Идя дальше по пути конкретизации идеи национальной автономии, писатель посвятил следующую статью проблеме национального воспитания ("Восход", 1902, кн. 1). На примерах из жизни современных западных евреев он показал глубокую душевную раздвоенность людей, по рождению принадлежащих к еврейству, а по воспитанию и культуре - к другому народу. Раздвоение это стало в последнее время особенно мучительным вследствие роста антисемитских настроений во многих странах Европы. Автор "Письма" видит выход из ненормального положения в том, чтобы для молодого поколения "кровная" нация стала культурною, и оно могло воспринимать человеческое через национальное. Он формулирует это так: "Старая школа, хедер и иешива, воспитывала только еврея, новая воспитывает беспочвенного "человека"; новейшая должна формулировать одновременно еврея и человека". Исходя из этого принципа, С. Дубнов предлагал коренным образом преобразовать хедер, введя в его программу общеобразовательные предметы, и одновременно реформировать в национальном духе преподавание в начальных школах. Вопрос о языке преподавания в ту пору в "Письмах" еще не затрагивался; но когда после революции 1905 г. "Письма" вышли отдельным изданием, в главу о национальном воспитании автор внес требование "равноправия для живого народного языка".
Принципы, высказанные в этой главе, были развиты С. Дубновым в докладе, прочитанном на собрали членов Общества Просвещения в мае 1902 г. Докладчика поддержал Ахад-Гаам, утверждавший, что школа, отчуждающая своих питомцев от родной культуры, творит дело морального разрушения. Обе речи, произнесенные спокойным, сдержанным тоном, вызвали бурю в переполненном зале.

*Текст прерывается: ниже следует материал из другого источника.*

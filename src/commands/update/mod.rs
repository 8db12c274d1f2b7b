mod apply;
mod run;

pub use run::run;

#[cfg(test)]
pub(crate) use {apply::UpdateOutcome, run::sync};
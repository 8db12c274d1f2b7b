use std::path::Path;
use std::time::Duration;

use anyhow::{Context, Result, bail};
use regex::Regex;
use rusqlite::{Connection, OpenFlags, OptionalExtension};

use crate::model::UpdateTarget;

const BUSY_TIMEOUT: Duration = Duration::from_secs(5);

/// The table and column pair a translation is written into.
///
/// Names are checked against a plain identifier pattern on construction, so
/// the SQL built from them never needs quoting.
#[derive(Debug, Clone, PartialEq, Eq)]
pub struct TargetColumn {
    table: String,
    id_column: String,
    text_column: String,
}

#[derive(Debug, Clone, PartialEq, Eq)]
pub enum VerseLookup {
    Found(Option<String>),
    NotFound,
}

impl TargetColumn {
    pub fn new(table: &str, id_column: &str, text_column: &str) -> Result<Self> {
        let pattern = Regex::new(r"^[A-Za-z_][A-Za-z0-9_]*$")
            .context("failed to compile SQL identifier regex")?;

        for (role, name) in [
            ("table", table),
            ("id column", id_column),
            ("text column", text_column),
        ] {
            if !pattern.is_match(name) {
                bail!("invalid {role} name: {name:?}");
            }
        }

        Ok(Self {
            table: table.to_string(),
            id_column: id_column.to_string(),
            text_column: text_column.to_string(),
        })
    }

    pub fn table(&self) -> &str {
        &self.table
    }

    pub fn id_column(&self) -> &str {
        &self.id_column
    }

    pub fn text_column(&self) -> &str {
        &self.text_column
    }

    pub fn update_sql(&self) -> String {
        format!(
            "UPDATE {} SET {} = ?1 WHERE {} = ?2",
            self.table, self.text_column, self.id_column
        )
    }

    fn select_sql(&self) -> String {
        format!(
            "SELECT {} FROM {} WHERE {} = ?1",
            self.text_column, self.table, self.id_column
        )
    }

    pub fn describe(&self) -> UpdateTarget {
        UpdateTarget {
            table: self.table.clone(),
            id_column: self.id_column.clone(),
            text_column: self.text_column.clone(),
        }
    }
}

impl Default for TargetColumn {
    fn default() -> Self {
        Self {
            table: "ayah".to_string(),
            id_column: "id".to_string(),
            text_column: "text_english".to_string(),
        }
    }
}

/// Opens an existing store for writing. The file is never created.
pub fn open_read_write(path: &Path) -> Result<Connection> {
    let connection = Connection::open_with_flags(
        path,
        OpenFlags::SQLITE_OPEN_READ_WRITE
            | OpenFlags::SQLITE_OPEN_URI
            | OpenFlags::SQLITE_OPEN_NO_MUTEX,
    )
    .with_context(|| format!("failed to open {}", path.display()))?;
    configure_connection(&connection)?;
    Ok(connection)
}

pub fn open_read_only(path: &Path) -> Result<Connection> {
    let connection = Connection::open_with_flags(
        path,
        OpenFlags::SQLITE_OPEN_READ_ONLY
            | OpenFlags::SQLITE_OPEN_URI
            | OpenFlags::SQLITE_OPEN_NO_MUTEX,
    )
    .with_context(|| format!("failed to open {}", path.display()))?;
    configure_connection(&connection)?;
    Ok(connection)
}

fn configure_connection(connection: &Connection) -> Result<()> {
    connection
        .busy_timeout(BUSY_TIMEOUT)
        .context("failed to set busy timeout")?;
    Ok(())
}

pub fn ensure_target_columns(connection: &Connection, target: &TargetColumn) -> Result<()> {
    let pragma_sql = format!("PRAGMA table_info({})", target.table);
    let mut statement = connection
        .prepare(&pragma_sql)
        .with_context(|| format!("failed to inspect table {}", target.table))?;

    let mut has_id = false;
    let mut has_text = false;
    let mut rows = statement.query([])?;
    while let Some(row) = rows.next()? {
        let name: String = row.get(1)?;
        has_id |= name == target.id_column;
        has_text |= name == target.text_column;
    }

    if !has_id && !has_text {
        bail!("table {} not found or has neither target column", target.table);
    }
    if !has_id {
        bail!("table {} has no column {}", target.table, target.id_column);
    }
    if !has_text {
        bail!("table {} has no column {}", target.table, target.text_column);
    }

    Ok(())
}

pub fn fetch_text(connection: &Connection, target: &TargetColumn, id: i64) -> Result<VerseLookup> {
    let text = connection
        .query_row(&target.select_sql(), [id], |row| row.get::<_, Option<String>>(0))
        .optional()
        .with_context(|| format!("failed to read {} row {id}", target.table))?;

    Ok(match text {
        Some(text) => VerseLookup::Found(text),
        None => VerseLookup::NotFound,
    })
}

pub fn count_rows(connection: &Connection, target: &TargetColumn) -> Result<i64> {
    let sql = format!("SELECT COUNT(*) FROM {}", target.table);
    let count = connection.query_row(&sql, [], |row| row.get(0))?;
    Ok(count)
}

pub fn count_filled(connection: &Connection, target: &TargetColumn) -> Result<i64> {
    let sql = format!(
        "SELECT COUNT(*) FROM {} WHERE {col} IS NOT NULL AND {col} <> ''",
        target.table,
        col = target.text_column
    );
    let count = connection.query_row(&sql, [], |row| row.get(0))?;
    Ok(count)
}
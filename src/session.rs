//! Reader session: ties layout, pagination, scrolling, navigation and
//! overlays together.
//!
//! A session owns the current [`ContentDocument`] and the geometry it is
//! rendered into. Every discrete input (a key press, a settings change, a
//! settled scroll) runs the same pipeline to completion before the next one
//! is handled:
//!
//! ```text
//! fetch -> parse -> render -> images settle -> layout -> pagination
//!       -> scroll restore -> locate -> overlay -> progress save
//! ```
//!
//! User scrolling is the exception: [`run`](ReaderSession::run) only records
//! each scroll event and settles the burst once the debounce window passes
//! without another one.
//!
//! State changes are published as [`ReaderEvent`]s on an unbounded channel.

use crate::backend::{
    ChapterId, ImageBookmarkRequest, ProgressUpdate, ReaderBackend, ReadingContext,
};
use crate::document::{ContentDocument, DocumentToken};
use crate::error::{ReaderError, Result};
use crate::geometry::DocumentGeometry;
use crate::layout::{AppliedLayout, LayoutCoordinator, ReaderSettings};
use crate::locator::{self, PositionLocator};
use crate::navigation::{Direction, NavigationStack, NeighbourCache, PrefetchTracker};
use crate::overlay::{BookmarkMarker, OverlayConfig, OverlayInjector};
use crate::pager::{self, PageState};
use crate::scroll::{ScrollDebouncer, ScrollPolicy, ScrollRequest, ScrollScheduler, ScrollTarget};
use std::time::Duration;
use tokio::sync::{mpsc, watch};
use tokio::time::{Instant, sleep};

/// Tunables for a session.
#[derive(Debug, Clone, PartialEq)]
pub struct SessionOptions {
    /// Height of fixed chrome covering the top of the viewport.
    pub chrome_offset: f64,
    /// Programmatic scroll timing.
    pub scroll: ScrollPolicy,
    /// Quiet period before a user scroll is considered finished.
    pub debounce: Duration,
    /// Give up waiting for images after this long.
    pub image_timeout: Duration,
    /// Pages from a chapter boundary that trigger a neighbour prefetch.
    pub prefetch_window: u32,
    /// Delay between a fatal load error and closing the reader.
    pub close_grace: Duration,
    /// Bookmark marker settings.
    pub overlay: OverlayConfig,
}

impl Default for SessionOptions {
    fn default() -> Self {
        Self {
            chrome_offset: 0.0,
            scroll: ScrollPolicy::default(),
            debounce: Duration::from_millis(200),
            image_timeout: Duration::from_secs(5),
            prefetch_window: crate::navigation::DEFAULT_PREFETCH_WINDOW,
            close_grace: Duration::from_secs(1),
            overlay: OverlayConfig::default(),
        }
    }
}

/// Severity of a toast.
#[derive(Debug, Clone, Copy, PartialEq, Eq)]
pub enum ToastLevel {
    /// Informational.
    Info,
    /// Something failed.
    Error,
}

/// Notifications for the UI.
#[derive(Debug, Clone, PartialEq)]
pub enum ReaderEvent {
    /// Loading started or finished.
    Loading(bool),
    /// A chapter was entered.
    ChapterChanged {
        /// Chapter.
        chapter: ChapterId,
        /// Chapter title.
        title: Option<String>,
    },
    /// Page or virtual page changed.
    PageChanged(PageState),
    /// Bookmark markers changed.
    BookmarksChanged(Vec<BookmarkMarker>),
    /// Short message for the reader.
    Toast {
        /// Severity.
        level: ToastLevel,
        /// Message text.
        message: String,
    },
    /// The reader closed.
    Closed,
}

/// Where to jump.
#[derive(Debug, Clone, PartialEq)]
pub enum ResumePoint {
    /// Element on the current page.
    Locator(PositionLocator),
    /// Server page of the current chapter, 0-based.
    Page(u32),
    /// Element id on the current page.
    Anchor(String),
}

/// Discrete inputs a UI feeds into the session.
#[derive(Debug, Clone, PartialEq)]
pub enum ReaderInput {
    /// Next (virtual) page.
    NextPage,
    /// Previous (virtual) page.
    PrevPage,
    /// Next chapter.
    NextChapter,
    /// Previous chapter.
    PrevChapter,
    /// The user scrolled the given document.
    Scrolled(DocumentToken),
    /// Viewport size changed; the geometry already reflects the new size.
    Resized,
    /// New reader settings.
    Settings(ReaderSettings),
    /// Jump to a position.
    Jump(ResumePoint),
    /// Toggle the bookmark of the image with this ordinal.
    ToggleBookmark(u32),
    /// Close the reader.
    Close,
}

Дебаты приняли такой страстный характер, что представитель полиции закрыл собрание, не допустив до голосования резолюции.
Писателя, забросившего на продолжительное время историческую работу, неожиданная резкость идейной полемики привела в уныние. Всё чаще стали его смущать сомнения в правильности (113) избранного пути. "С грустью вижу - пишет он в дневнике - как втягиваюсь в общественную борьбу в ущерб главным работам. От истории то и дело урываю время для публицистики, а от последней для непосредственной общественной деятельности. Нельзя так разбрасываться. Это нивелирует ум, обезличивает... Идет 22-й год моей литературной деятельности, а работы у меня осталось больше, чем на 25 лет".
(114)
ГЛАВА ЧЕТЫРНАДЦАТАЯ
ПРОЩАНИЕ С ЮГОМ
Литературный кружок, возникший в начале девяностых годов и постепенно пополнявшийся новыми членами, стал ядром Комитета национализации, председателем которого состоял С. Дубнов. Заседания происходили в квартире писателя, в обширном кабинете с выходящими в сад окнами. Некоторые из новых соратников стали друзьями семьи Дубновых: энергичный, общительный М. Дизенгоф, впоследствии мэр Тель-Авива; молодой раввин X. Черновиц, человек с большим теологическим и философским образованием; недавно поселившийся в Одессе X. Н. Бялик. Бялик на первый взгляд производил впечатление флегматика: плотный, круглолицый, молчаливый, он во время заседаний обычно усаживался в дальнем углу и казался погруженным в размышления. Стихи молодого поэта, печатавшиеся в журнале "Гашилоах", уже тогда поражали сочетанием внутренней силы с глубокой, сдержанной нежностью, но немногие, вероятно, читали их с таким увлечением, как историк-публицист, ощущавший себя "неудавшимся поэтом". С. Дубнов, по-видимому, раньше оценил оригинальность творчества Бялика, чем своеобразие его натуры Новый член одесского кружка не укладывался ни в какие рубрики. В противоположность старшим собратьям, он на заре своей писательской деятельности не был книжником и не любил разговоров на литературные темы; рассказывали, что он проводил много времени на пыльном дворе своего дома в играх с оборванными ребятишками или пролеживал в одиночестве целые часы на каменистом морском берегу под палящими лучами солнца. Ближе всех по духу был ему в ту пору С. Абрамович, упрямо подчеркивавший свою особую стать; писатели часто захаживали к Дубновым вдвоем.
(115) Комитет национализации избрал своей постоянной трибуной общественный клуб "Беседа". Лекции и доклады привлекали большую аудиторию; нередко выступал в качестве докладчика и С. Дубнов, обычно, впрочем, предпочитавший писаное слово устному. Его соратники жаловались, что писатель неохотно покидает кабинет для форума; он объяснял им, что литературная пропаганда обращена к более широкой аудитории, чем устная.
"Восход" печатал "Письма" без оговорок, но отношение редакции к идейной установке их автора оставалось неясным. У писателя не раз возникало желание побеседовать с новыми руководителями журнала; найти общий язык - казалось ему - будет нетрудно. Весной 1902 года он уехал в Петербург.